Therapeutic, Prophylactic, and Diagnostic Administration Codes
- 96365 Intravenous infusion, for therapy, prophylaxis, or diagnosis (specify substance or drug); initial, up to 1 hour
- 96366 Each additional hour
- 96367 Additional sequential infusion, up to 1 hour
- 96368 Concurrent infusion
- 96369 Subcutaneous infusion for therapy or prophylaxis (specify substance or drug); initial, up to one hour, including pump set-up and establishment of subcutaneous infusion site(s)
- 96370 Each additional hour
Q. We want to build a panel in our EMR, so that we can code the correct CPT code for each individual component of the Comprehensive Metabolic Panel (CMP). This will increase the revenue for performing a CMP by approximately ten-fold. However, a biller in our company does not believe that this is compliant. Is he correct?
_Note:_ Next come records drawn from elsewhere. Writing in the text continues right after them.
//! Explicit conversions between data types.

use crate::error::BoxedError;
use crate::value::DataValue;

/// Converts a value of one data type into a value of another.
///
/// The returned value must be tagged with exactly the converter's target
/// type; the registry rejects anything else.
pub trait DataConverter: Send + Sync {
    /// Converts a single value.
    fn convert(&self, value: &DataValue) -> Result<DataValue, BoxedError>;
}

impl<F> DataConverter for F
where
    F: Fn(&DataValue) -> Result<DataValue, BoxedError> + Send + Sync,
{
    fn convert(&self, value: &DataValue) -> Result<DataValue, BoxedError> {
        self(value)
    }
}

/// How a value reaches a target type.
#[derive(Debug, Clone, Copy, PartialEq, Eq, Hash)]
pub enum ConversionKind {
    /// The target is the value's own type or one of its supertypes.
    Trivial,
    /// A registered converter is applied.
    Explicit,
}
//! What a node body receives and returns for one step.

use std::any::Any;
use std::collections::{BTreeMap, BTreeSet};

use cellflow_core::{AnnotationSet, DataRow, DataTable, DataValue};

use crate::batch::MatchingKey;

/// Per-slot input tables of one step.
#[derive(Debug, Clone)]
pub struct StepInputs {
    index: usize,
    key: MatchingKey,
    tables: BTreeMap<String, DataTable>,
}

impl StepInputs {
    /// Creates the inputs of step `index`.
    pub fn new(index: usize, key: MatchingKey, tables: BTreeMap<String, DataTable>) -> Self {
        Self { index, key, tables }
    }

    /// Returns the step index.
    pub fn index(&self) -> usize {
        self.index
    }

    /// Returns the matching key of the step.
    pub fn key(&self) -> &MatchingKey {
        &self.key
    }

    /// Returns the table of an input slot.
    pub fn table(&self, slot: &str) -> Option<&DataTable> {
        self.tables.get(slot)
    }

    /// Returns the rows of an input slot; empty if the slot has no data.
    pub fn rows(&self, slot: &str) -> &[DataRow] {
        self.tables.get(slot).map(DataTable::rows).unwrap_or_default()
    }

    /// Returns the first row of an input slot.
    pub fn first(&self, slot: &str) -> Option<&DataRow> {
        self.rows(slot).first()
    }

    /// Returns the payload of the first row of a slot, if it has type `T`.
    pub fn value<T: Any>(&self, slot: &str) -> Option<&T> {
        self.first(slot)?.value().downcast_ref()
    }

    /// Returns the names of all input slots.
    pub fn slots(&self) -> impl Iterator<Item = &str> {
        self.tables.keys().map(String::as_str)
    }
}

/// One value a step adds to an output slot.
///
/// The output row inherits the step's merged annotations; `removed` names are
/// dropped and `added` annotations override on top.
#[derive(Debug, Clone, PartialEq)]
pub struct OutputItem {
    value: DataValue,
    added: AnnotationSet,
    removed: BTreeSet<String>,
}

impl OutputItem {
    /// Creates an item inheriting the step annotations unchanged.
    pub fn new(value: DataValue) -> Self {
        Self {
            value,
            added: AnnotationSet::new(),
            removed: BTreeSet::new(),
        }
    }

    /// Adds or overrides an annotation.
    pub fn with_annotation(mut self, name: impl Into<String>, value: impl Into<String>) -> Self {
        let name = name.into();
        self.removed.remove(&name);
        self.added.insert(name, value);
        self
    }

    /// Drops an inherited annotation.
    pub fn without_annotation(mut self, name: impl Into<String>) -> Self {
        let name = name.into();
        self.added.remove(&name);
        self.removed.insert(name);
        self
    }

    /// Returns the produced value.
    pub fn value(&self) -> &DataValue {
        &self.value
    }

    /// Returns annotations added on top of the step annotations.
    pub fn added(&self) -> &AnnotationSet {
        &self.added
    }

    /// Returns inherited annotation names that are dropped.
    pub fn removed(&self) -> &BTreeSet<String> {
        &self.removed
    }
}

impl From<DataValue> for OutputItem {
    fn from(value: DataValue) -> Self {
        Self::new(value)
    }
}

/// Values produced by one step, by output slot, in production order.
#[derive(Debug, Clone, Default, PartialEq)]
pub struct StepOutputs {
    items: Vec<(String, OutputItem)>,
}

impl StepOutputs {
    /// Creates an empty set of outputs.
    pub fn new() -> Self {
        Self::default()
    }

    /// Appends an item to an output slot.
    pub fn push(&mut self, slot: impl Into<String>, item: impl Into<OutputItem>) {
        self.items.push((slot.into(), item.into()));
    }

    /// Appends an item to an output slot, builder style.
    pub fn with(mut self, slot: impl Into<String>, item: impl Into<OutputItem>) -> Self {
        self.push(slot, item);
        self
    }

    /// Returns the items in production order.
    pub fn items(&self) -> &[(String, OutputItem)] {
        &self.items
    }

    /// Returns the number of items.
    pub fn len(&self) -> usize {
        self.items.len()
    }

    /// Returns whether nothing was produced.
    pub fn is_empty(&self) -> bool {
        self.items.is_empty()
    }
}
A. Your biller is correct. Billing for each individual item in the CMP separately would be an example of unbundling. Unbundling refers to the practice of billing separately for individual codes in a situation when a single code exists that could include all of the individual codes. The Centers for Medicare & Medicaid Services has found this practice to be non-compliant and would consider billing this way to be fraudulent.
Note: CPT codes, descriptions, and other data only are copyright 2011, American Medical Association. All Rights Reserved (or such other date of publication of CPT). CPT is a trademark of the American Medical Association (AMA).
Disclaimer: JUCM and the author provide this information for educational purposes only. The reader should not make any applications of this information without consulting with the particular payors in question and/or obtaining appropriate legal advice.